*** Opening of INPUT ***

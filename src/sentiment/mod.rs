//! Sentiment scoring.
//!
//! The classifier only sees the [`Scorer`] capability; [`PatternScorer`] is
//! the built-in lexicon implementation used by the server and the CLI.

pub mod lexicon;
pub mod pattern;

pub use lexicon::{Lexicon, LexiconEntry};
pub use pattern::PatternScorer;

use serde::{Deserialize, Serialize};

use crate::error::Result;

/// Raw output of a scorer, before any rounding or categorization.
#[derive(Clone, Copy, Debug, PartialEq, Serialize, Deserialize)]
pub struct Sentiment {
    /// -1.0 (most negative) to 1.0 (most positive).
    pub polarity: f64,
    /// 0.0 (fully objective) to 1.0 (fully subjective).
    pub subjectivity: f64,
}

impl Sentiment {
    /// Create a new sentiment value.
    pub fn new(polarity: f64, subjectivity: f64) -> Self {
        Sentiment {
            polarity,
            subjectivity,
        }
    }

    /// The sentiment of text that carries no opinion at all.
    pub fn neutral() -> Self {
        Sentiment::new(0.0, 0.0)
    }
}

/// Trait for polarity/subjectivity scorers.
///
/// Implementations must be deterministic for a given input and total over
/// non-empty strings. An `Err` is treated as an internal fault by callers.
pub trait Scorer: Send + Sync {
    /// Score the given text.
    fn score(&self, text: &str) -> Result<Sentiment>;

    /// Get the name of this scorer (for logging).
    fn name(&self) -> &'static str;
}
//! The analysis classifier.

use std::sync::Arc;

use log::debug;

use super::result::{AnalysisOutcome, AnalysisResult, Category, ErrorResult};
use super::{ClassifierConfig, EMPTY_INPUT_MESSAGE, gauge_rotation, round_to};
use crate::error::{Result, SentixError};
use crate::language::{ENGLISH, LanguageDetector, StopwordDetector};
use crate::sentiment::{PatternScorer, Scorer};

/// Classifies text by sentiment.
///
/// The classifier holds no mutable state; one instance can serve any number
/// of concurrent callers.
///
/// # Examples
///
/// ```
/// use sentix::classifier::{AnalysisClassifier, Category};
///
/// let classifier = AnalysisClassifier::with_defaults().unwrap();
/// let outcome = classifier.analyze("What a wonderful day!").unwrap();
///
/// assert_eq!(outcome.result().unwrap().category, Category::Positive);
/// ```
#[derive(Clone)]
pub struct AnalysisClassifier {
    scorer: Arc<dyn Scorer>,
    detector: Arc<dyn LanguageDetector>,
    config: ClassifierConfig,
}

impl AnalysisClassifier {
    /// Create a classifier from a scorer and a language detector.
    pub fn new(
        scorer: Arc<dyn Scorer>,
        detector: Arc<dyn LanguageDetector>,
        config: ClassifierConfig,
    ) -> Self {
        AnalysisClassifier {
            scorer,
            detector,
            config,
        }
    }

    /// Create a classifier with the built-in scorer and detector.
    pub fn with_defaults() -> Result<Self> {
        Self::with_config(ClassifierConfig::default())
    }

    /// Create a classifier with the built-in scorer and detector.
    pub fn with_config(config: ClassifierConfig) -> Result<Self> {
        config.validate()?;
        Ok(Self::new(
            Arc::new(PatternScorer::new()?),
            Arc::new(StopwordDetector::new()),
            config,
        ))
    }

    pub fn config(&self) -> &ClassifierConfig {
        &self.config
    }

    /// Analyze a text.
    ///
    /// Empty or whitespace-only input yields [`AnalysisOutcome::Rejected`].
    /// A scorer failure is returned as `Err`; detector failures never are.
    pub fn analyze(&self, text: &str) -> Result<AnalysisOutcome> {
        let trimmed = text.trim();
        if trimmed.is_empty() {
            debug!("rejecting empty input");
            return Ok(AnalysisOutcome::Rejected(ErrorResult::new(
                EMPTY_INPUT_MESSAGE,
            )));
        }

        let sentiment = self.scorer.score(text)?;
        if !sentiment.polarity.is_finite() || !sentiment.subjectivity.is_finite() {
            return Err(SentixError::scoring(format!(
                "{} scorer returned a non-finite value: {sentiment:?}",
                self.scorer.name()
            )));
        }
        let polarity = sentiment.polarity.clamp(-1.0, 1.0);
        let subjectivity = sentiment.subjectivity.clamp(0.0, 1.0);

        let is_english = self.is_english(trimmed, text);
        let category = Category::from_polarity(polarity);

        debug!(
            "analyzed {} chars: polarity={polarity:.4} subjectivity={subjectivity:.4} \
             category={category} is_english={is_english}",
            trimmed.chars().count()
        );

        Ok(AnalysisOutcome::Analyzed(AnalysisResult {
            score: round_to(polarity, self.config.precision),
            subjectivity: round_to(subjectivity, self.config.precision),
            category,
            color: category.color(),
            rotation: gauge_rotation(polarity),
            is_english,
        }))
    }

    /// Decide whether the text is English.
    ///
    /// Short inputs are not sent to the detector at all; detector errors
    /// count as English.
    fn is_english(&self, trimmed: &str, text: &str) -> bool {
        if trimmed.chars().count() <= self.config.min_detection_chars {
            return true;
        }

        match self.detector.detect(text) {
            Ok(code) => code == ENGLISH,
            Err(e) => {
                debug!("{} detector gave up: {e}", self.detector.name());
                true
            }
        }
    }
}

impl std::fmt::Debug for AnalysisClassifier {
    fn fmt(&self, f: &mut std::fmt::Formatter<'_>) -> std::fmt::Result {
        f.debug_struct("AnalysisClassifier")
            .field("scorer", &self.scorer.name())
            .field("detector", &self.detector.name())
            .field("config", &self.config)
            .finish()
    }
}
//! Token filter implementations for token transformation.

use crate::analysis::token::TokenStream;
use crate::error::Result;

/// Trait for filters that transform token streams.
pub trait Filter: Send + Sync {
    /// Apply this filter to a token stream.
    fn filter(&self, tokens: TokenStream) -> Result<TokenStream>;

    /// Get the name of this filter (for debugging and configuration).
    fn name(&self) -> &'static str;
}

pub mod apostrophe;
pub mod lowercase;

pub use apostrophe::ApostropheFilter;
pub use lowercase::LowercaseFilter;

*** Close of INPUT ***

TASK DETAILS >> Reproduce all of the material above word for word.

FINISHED EXERCISE >>
filename src/sentiment/mod.rs
//! Sentiment scoring.
//!
//! The classifier only sees the [`Scorer`] capability; [`PatternScorer`] is
//! the built-in lexicon implementation used by the server and the CLI.

pub mod lexicon;
pub mod pattern;

pub use lexicon::{Lexicon, LexiconEntry};
pub use pattern::PatternScorer;

use serde::{Deserialize, Serialize};

use crate::error::Result;

/// Raw output of a scorer, before any rounding or categorization.
#[derive(Clone, Copy, Debug, PartialEq, Serialize, Deserialize)]
pub struct Sentiment {
    /// -1.0 (most negative) to 1.0 (most positive).
    pub polarity: f64,
    /// 0.0 (fully objective) to 1.0 (fully subjective).
    pub subjectivity: f64,
}

impl Sentiment {
    /// Create a new sentiment value.
    pub fn new(polarity: f64, subjectivity: f64) -> Self {
        Sentiment {
            polarity,
            subjectivity,
        }
    }

    /// The sentiment of text that carries no opinion at all.
    pub fn neutral() -> Self {
        Sentiment::new(0.0, 0.0)
    }
}

/// Trait for polarity/subjectivity scorers.
///
/// Implementations must be deterministic for a given input and total over
/// non-empty strings. An `Err` is treated as an internal fault by callers.
pub trait Scorer: Send + Sync {
    /// Score the given text.
    fn score(&self, text: &str) -> Result<Sentiment>;

    /// Get the name of this scorer (for logging).
    fn name(&self) -> &'static str;
}
//! The analysis classifier.

use std::sync::Arc;

use log::debug;

use super::result::{AnalysisOutcome, AnalysisResult, Category, ErrorResult};
use super::{ClassifierConfig, EMPTY_INPUT_MESSAGE, gauge_rotation, round_to};
use crate::error::{Result, SentixError};
use crate::language::{ENGLISH, LanguageDetector, StopwordDetector};
use crate::sentiment::{PatternScorer, Scorer};

/// Classifies text by sentiment.
///
/// The classifier holds no mutable state; one instance can serve any number
/// of concurrent callers.
///
/// # Examples
///
/// ```
/// use sentix::classifier::{AnalysisClassifier, Category};
///
/// let classifier = AnalysisClassifier::with_defaults().unwrap();
/// let outcome = classifier.analyze("What a wonderful day!").unwrap();
///
/// assert_eq!(outcome.result().unwrap().category, Category::Positive);
/// ```
#[derive(Clone)]
pub struct AnalysisClassifier {
    scorer: Arc<dyn Scorer>,
    detector: Arc<dyn LanguageDetector>,
    config: ClassifierConfig,
}

impl AnalysisClassifier {
    /// Create a classifier from a scorer and a language detector.
    pub fn new(
        scorer: Arc<dyn Scorer>,
        detector: Arc<dyn LanguageDetector>,
        config: ClassifierConfig,
    ) -> Self {
        AnalysisClassifier {
            scorer,
            detector,
            config,
        }
    }

    /// Create a classifier with the built-in scorer and detector.
    pub fn with_defaults() -> Result<Self> {
        Self::with_config(ClassifierConfig::default())
    }

    /// Create a classifier with the built-in scorer and detector.
    pub fn with_config(config: ClassifierConfig) -> Result<Self> {
        config.validate()?;
        Ok(Self::new(
            Arc::new(PatternScorer::new()?),
            Arc::new(StopwordDetector::new()),
            config,
        ))
    }

    pub fn config(&self) -> &ClassifierConfig {
        &self.config
    }

    /// Analyze a text.
    ///
    /// Empty or whitespace-only input yields [`AnalysisOutcome::Rejected`].
    /// A scorer failure is returned as `Err`; detector failures never are.
    pub fn analyze(&self, text: &str) -> Result<AnalysisOutcome> {
        let trimmed = text.trim();
        if trimmed.is_empty() {
            debug!("rejecting empty input");
            return Ok(AnalysisOutcome::Rejected(ErrorResult::new(
                EMPTY_INPUT_MESSAGE,
            )));
        }

        let sentiment = self.scorer.score(text)?;
        if !sentiment.polarity.is_finite() || !sentiment.subjectivity.is_finite() {
            return Err(SentixError::scoring(format!(
                "{} scorer returned a non-finite value: {sentiment:?}",
                self.scorer.name()
            )));
        }
        let polarity = sentiment.polarity.clamp(-1.0, 1.0);
        let subjectivity = sentiment.subjectivity.clamp(0.0, 1.0);

        let is_english = self.is_english(trimmed, text);
        let category = Category::from_polarity(polarity);

        debug!(
            "analyzed {} chars: polarity={polarity:.4} subjectivity={subjectivity:.4} \
             category={category} is_english={is_english}",
            trimmed.chars().count()
        );

        Ok(AnalysisOutcome::Analyzed(AnalysisResult {
            score: round_to(polarity, self.config.precision),
            subjectivity: round_to(subjectivity, self.config.precision),
            category,
            color: category.color(),
            rotation: gauge_rotation(polarity),
            is_english,
        }))
    }

    /// Decide whether the text is English.
    ///
    /// Short inputs are not sent to the detector at all; detector errors
    /// count as English.
    fn is_english(&self, trimmed: &str, text: &str) -> bool {
        if trimmed.chars().count() <= self.config.min_detection_chars {
            return true;
        }

        match self.detector.detect(text) {
            Ok(code) => code == ENGLISH,
            Err(e) => {
                debug!("{} detector gave up: {e}", self.detector.name());
                true
            }
        }
    }
}

impl std::fmt::Debug for AnalysisClassifier {
    fn fmt(&self, f: &mut std::fmt::Formatter<'_>) -> std::fmt::Result {
        f.debug_struct("AnalysisClassifier")
            .field("scorer", &self.scorer.name())
            .field("detector", &self.detector.name())
            .field("config", &self.config)
            .finish()
    }
}
//! Token filter implementations for token transformation.

use crate::analysis::token::TokenStream;
use crate::error::Result;

/// Trait for filters that transform token streams.
pub trait Filter: Send + Sync {
    /// Apply this filter to a token stream.
    fn filter(&self, tokens: TokenStream) -> Result<TokenStream>;

    /// Get the name of this filter (for debugging and configuration).
    fn name(&self) -> &'static str;
}

pub mod apostrophe;
pub mod lowercase;

pub use apostrophe::ApostropheFilter;
pub use lowercase::LowercaseFilter;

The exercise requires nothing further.